**Assignment:** Scan the listing below for the word "StaleRoundDiscarded" and copy every line that has it.

----------

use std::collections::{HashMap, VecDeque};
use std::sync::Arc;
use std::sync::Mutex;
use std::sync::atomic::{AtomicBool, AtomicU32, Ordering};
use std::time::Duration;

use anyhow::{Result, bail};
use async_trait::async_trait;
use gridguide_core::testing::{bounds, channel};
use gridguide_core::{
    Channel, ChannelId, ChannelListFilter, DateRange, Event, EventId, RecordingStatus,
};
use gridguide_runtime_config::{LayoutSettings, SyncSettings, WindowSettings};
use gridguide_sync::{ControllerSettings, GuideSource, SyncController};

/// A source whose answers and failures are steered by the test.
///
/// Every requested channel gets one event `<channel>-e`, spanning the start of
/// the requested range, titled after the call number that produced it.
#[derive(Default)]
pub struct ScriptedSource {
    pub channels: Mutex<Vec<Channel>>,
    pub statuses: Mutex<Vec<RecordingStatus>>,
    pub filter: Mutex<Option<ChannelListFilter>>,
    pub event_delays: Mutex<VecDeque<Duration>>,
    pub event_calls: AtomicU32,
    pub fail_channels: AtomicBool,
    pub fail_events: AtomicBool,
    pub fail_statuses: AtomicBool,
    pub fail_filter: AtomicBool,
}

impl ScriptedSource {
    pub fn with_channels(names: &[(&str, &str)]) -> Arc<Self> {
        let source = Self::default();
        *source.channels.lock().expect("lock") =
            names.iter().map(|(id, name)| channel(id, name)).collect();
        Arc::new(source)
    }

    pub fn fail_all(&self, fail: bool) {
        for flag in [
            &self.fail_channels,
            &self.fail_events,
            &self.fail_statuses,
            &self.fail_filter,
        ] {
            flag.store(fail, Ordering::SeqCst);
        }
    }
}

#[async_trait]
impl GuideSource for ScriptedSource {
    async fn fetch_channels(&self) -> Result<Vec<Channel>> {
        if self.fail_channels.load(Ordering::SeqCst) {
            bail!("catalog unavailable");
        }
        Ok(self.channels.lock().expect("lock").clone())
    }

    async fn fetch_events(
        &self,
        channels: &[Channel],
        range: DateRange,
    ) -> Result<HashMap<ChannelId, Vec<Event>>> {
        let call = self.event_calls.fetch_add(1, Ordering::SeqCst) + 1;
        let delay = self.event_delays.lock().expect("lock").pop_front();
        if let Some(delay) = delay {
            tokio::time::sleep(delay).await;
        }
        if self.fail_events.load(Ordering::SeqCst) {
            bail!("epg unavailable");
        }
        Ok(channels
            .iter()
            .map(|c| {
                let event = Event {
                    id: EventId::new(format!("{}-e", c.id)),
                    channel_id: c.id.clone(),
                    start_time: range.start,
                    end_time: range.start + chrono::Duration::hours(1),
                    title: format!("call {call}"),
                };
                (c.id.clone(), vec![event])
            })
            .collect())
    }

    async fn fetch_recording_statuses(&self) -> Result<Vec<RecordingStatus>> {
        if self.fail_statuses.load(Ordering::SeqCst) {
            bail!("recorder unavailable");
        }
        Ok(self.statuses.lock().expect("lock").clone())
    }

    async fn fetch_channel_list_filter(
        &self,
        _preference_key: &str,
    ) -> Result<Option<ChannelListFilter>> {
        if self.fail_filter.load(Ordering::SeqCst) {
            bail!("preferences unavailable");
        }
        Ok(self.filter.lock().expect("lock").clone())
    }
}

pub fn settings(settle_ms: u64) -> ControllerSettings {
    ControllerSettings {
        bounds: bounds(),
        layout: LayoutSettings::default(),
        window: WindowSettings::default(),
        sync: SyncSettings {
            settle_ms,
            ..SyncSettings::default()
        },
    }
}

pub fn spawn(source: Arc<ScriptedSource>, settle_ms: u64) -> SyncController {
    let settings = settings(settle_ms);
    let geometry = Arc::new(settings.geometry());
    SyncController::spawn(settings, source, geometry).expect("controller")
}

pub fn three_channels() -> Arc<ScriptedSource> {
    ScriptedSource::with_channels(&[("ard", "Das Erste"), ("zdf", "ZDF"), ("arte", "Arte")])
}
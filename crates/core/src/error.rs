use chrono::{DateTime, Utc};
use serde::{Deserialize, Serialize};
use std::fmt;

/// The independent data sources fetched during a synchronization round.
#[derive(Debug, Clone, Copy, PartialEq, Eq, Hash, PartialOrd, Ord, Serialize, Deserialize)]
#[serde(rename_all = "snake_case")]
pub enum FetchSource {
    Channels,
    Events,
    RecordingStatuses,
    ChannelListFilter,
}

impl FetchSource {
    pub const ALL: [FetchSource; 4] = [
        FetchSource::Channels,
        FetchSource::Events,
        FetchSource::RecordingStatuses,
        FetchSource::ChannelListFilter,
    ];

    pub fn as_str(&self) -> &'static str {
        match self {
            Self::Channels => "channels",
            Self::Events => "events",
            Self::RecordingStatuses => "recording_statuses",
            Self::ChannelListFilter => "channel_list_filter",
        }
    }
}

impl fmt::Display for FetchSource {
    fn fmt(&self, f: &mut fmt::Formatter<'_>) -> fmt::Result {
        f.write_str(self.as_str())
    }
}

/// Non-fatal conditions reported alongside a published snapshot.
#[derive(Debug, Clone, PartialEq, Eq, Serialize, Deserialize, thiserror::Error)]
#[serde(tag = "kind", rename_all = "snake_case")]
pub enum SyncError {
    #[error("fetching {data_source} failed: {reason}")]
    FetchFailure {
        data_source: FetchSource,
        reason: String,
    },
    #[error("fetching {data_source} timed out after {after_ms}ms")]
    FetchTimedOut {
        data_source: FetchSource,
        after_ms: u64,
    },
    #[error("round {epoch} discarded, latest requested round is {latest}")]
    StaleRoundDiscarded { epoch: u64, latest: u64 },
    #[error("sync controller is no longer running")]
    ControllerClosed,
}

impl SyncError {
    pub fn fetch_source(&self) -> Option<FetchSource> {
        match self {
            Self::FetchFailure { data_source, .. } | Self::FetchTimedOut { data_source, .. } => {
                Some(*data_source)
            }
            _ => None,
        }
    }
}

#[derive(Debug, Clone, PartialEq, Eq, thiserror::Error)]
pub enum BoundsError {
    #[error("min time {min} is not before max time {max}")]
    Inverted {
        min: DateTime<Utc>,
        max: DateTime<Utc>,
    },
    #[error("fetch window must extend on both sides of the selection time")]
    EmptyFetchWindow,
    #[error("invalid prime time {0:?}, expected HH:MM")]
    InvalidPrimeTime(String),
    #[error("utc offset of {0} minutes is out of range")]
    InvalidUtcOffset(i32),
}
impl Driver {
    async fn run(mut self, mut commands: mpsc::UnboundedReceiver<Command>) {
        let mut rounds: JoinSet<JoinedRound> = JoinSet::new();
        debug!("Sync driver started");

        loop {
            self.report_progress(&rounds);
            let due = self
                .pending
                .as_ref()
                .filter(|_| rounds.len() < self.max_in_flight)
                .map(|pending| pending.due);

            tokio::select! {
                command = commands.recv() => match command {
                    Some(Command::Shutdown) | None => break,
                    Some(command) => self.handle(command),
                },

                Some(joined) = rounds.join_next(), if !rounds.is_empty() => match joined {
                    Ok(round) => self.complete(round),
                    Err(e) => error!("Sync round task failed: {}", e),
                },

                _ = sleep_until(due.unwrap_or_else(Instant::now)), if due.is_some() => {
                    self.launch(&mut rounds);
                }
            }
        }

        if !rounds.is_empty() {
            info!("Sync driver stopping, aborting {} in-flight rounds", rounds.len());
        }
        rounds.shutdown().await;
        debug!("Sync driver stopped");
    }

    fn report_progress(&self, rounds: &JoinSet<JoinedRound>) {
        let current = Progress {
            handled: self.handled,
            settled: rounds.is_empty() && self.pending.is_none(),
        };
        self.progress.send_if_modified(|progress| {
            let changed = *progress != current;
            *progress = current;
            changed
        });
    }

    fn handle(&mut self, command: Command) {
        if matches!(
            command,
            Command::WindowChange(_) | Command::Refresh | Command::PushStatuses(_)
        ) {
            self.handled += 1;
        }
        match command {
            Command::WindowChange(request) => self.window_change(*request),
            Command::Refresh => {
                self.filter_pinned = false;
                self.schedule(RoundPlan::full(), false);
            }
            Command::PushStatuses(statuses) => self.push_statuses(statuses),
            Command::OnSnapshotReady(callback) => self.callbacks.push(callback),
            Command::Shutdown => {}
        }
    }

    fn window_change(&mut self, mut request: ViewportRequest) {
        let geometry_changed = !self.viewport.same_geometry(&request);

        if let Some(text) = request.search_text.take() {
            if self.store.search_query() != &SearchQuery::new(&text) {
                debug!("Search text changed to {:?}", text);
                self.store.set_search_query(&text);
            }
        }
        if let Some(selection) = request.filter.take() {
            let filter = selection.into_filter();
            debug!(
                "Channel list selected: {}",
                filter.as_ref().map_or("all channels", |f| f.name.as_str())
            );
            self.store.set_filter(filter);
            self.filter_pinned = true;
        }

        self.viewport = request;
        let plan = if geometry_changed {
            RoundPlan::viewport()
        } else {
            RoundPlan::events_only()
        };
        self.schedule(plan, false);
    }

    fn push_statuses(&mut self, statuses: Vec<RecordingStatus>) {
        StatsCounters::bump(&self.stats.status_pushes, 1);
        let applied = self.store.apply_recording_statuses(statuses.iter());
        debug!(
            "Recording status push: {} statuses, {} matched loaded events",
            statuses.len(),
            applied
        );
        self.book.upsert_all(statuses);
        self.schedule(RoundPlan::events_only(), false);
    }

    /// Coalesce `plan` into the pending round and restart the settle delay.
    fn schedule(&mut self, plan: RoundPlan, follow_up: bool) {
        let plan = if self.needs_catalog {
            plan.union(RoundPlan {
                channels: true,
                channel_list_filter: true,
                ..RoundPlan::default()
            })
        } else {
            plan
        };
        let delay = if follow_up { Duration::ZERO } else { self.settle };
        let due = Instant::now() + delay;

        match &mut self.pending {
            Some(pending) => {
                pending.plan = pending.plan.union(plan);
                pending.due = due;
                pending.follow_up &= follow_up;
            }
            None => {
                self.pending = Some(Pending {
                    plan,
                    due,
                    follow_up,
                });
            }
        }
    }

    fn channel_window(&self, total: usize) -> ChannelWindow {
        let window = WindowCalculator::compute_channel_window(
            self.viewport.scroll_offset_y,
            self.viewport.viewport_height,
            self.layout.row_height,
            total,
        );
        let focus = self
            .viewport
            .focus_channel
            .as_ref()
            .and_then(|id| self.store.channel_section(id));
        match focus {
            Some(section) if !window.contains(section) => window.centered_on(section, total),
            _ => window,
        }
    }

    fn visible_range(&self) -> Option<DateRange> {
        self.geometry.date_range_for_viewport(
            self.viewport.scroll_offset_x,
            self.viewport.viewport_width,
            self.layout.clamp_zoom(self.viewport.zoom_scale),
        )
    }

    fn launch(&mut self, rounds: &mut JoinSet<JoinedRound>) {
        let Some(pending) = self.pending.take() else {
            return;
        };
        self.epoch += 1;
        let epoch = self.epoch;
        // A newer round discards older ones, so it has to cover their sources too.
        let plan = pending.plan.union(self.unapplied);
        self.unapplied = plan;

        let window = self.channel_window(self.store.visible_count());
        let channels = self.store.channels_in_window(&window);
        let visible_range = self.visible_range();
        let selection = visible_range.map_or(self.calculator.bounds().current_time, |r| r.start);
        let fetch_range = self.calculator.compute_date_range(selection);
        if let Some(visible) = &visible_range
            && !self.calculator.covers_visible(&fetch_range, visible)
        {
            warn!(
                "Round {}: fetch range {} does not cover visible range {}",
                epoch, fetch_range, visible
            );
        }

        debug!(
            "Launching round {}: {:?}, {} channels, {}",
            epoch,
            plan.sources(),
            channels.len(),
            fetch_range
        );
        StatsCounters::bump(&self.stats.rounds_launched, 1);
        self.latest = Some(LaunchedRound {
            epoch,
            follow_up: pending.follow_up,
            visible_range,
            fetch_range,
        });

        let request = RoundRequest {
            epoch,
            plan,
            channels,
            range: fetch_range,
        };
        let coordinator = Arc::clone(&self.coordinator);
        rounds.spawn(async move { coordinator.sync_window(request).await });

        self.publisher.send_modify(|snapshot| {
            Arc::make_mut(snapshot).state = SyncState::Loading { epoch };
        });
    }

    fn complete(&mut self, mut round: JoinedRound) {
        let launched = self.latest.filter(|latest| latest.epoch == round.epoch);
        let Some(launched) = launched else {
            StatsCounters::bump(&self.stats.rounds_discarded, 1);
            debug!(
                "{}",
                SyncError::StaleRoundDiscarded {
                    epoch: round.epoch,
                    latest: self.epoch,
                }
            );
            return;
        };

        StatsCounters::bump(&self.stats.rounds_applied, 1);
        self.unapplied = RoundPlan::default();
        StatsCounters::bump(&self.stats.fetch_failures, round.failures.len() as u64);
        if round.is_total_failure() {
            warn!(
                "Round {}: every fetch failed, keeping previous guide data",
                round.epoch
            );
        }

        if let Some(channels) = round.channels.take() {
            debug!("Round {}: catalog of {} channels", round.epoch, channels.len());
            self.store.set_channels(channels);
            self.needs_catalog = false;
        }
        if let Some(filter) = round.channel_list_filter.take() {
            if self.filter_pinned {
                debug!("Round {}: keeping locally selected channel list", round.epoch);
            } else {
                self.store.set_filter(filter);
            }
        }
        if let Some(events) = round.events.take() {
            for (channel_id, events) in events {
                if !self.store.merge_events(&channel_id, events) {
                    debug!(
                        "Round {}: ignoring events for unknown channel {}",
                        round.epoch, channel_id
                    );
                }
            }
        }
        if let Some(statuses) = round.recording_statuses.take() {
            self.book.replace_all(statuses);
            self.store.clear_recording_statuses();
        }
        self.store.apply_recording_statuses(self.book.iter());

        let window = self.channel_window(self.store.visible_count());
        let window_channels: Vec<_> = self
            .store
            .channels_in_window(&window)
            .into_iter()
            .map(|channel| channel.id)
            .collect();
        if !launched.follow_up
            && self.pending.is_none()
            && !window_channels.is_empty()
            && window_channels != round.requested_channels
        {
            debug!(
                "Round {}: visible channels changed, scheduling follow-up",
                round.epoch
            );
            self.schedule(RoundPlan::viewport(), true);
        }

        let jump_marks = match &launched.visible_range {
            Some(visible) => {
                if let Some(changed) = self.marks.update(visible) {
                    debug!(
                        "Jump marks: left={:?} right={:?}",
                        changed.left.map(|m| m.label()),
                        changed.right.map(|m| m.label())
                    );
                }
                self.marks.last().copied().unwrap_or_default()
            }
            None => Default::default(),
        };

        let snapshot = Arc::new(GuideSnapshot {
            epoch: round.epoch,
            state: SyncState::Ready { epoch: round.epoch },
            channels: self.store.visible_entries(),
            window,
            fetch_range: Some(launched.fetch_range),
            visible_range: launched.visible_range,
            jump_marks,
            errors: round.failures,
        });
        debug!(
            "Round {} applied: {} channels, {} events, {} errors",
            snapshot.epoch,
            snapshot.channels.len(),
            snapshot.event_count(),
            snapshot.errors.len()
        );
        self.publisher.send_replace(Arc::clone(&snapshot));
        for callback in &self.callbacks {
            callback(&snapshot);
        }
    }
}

----------

**Result:**
    StaleRoundDiscarded { epoch: u64, latest: u64 },
                SyncError::StaleRoundDiscarded {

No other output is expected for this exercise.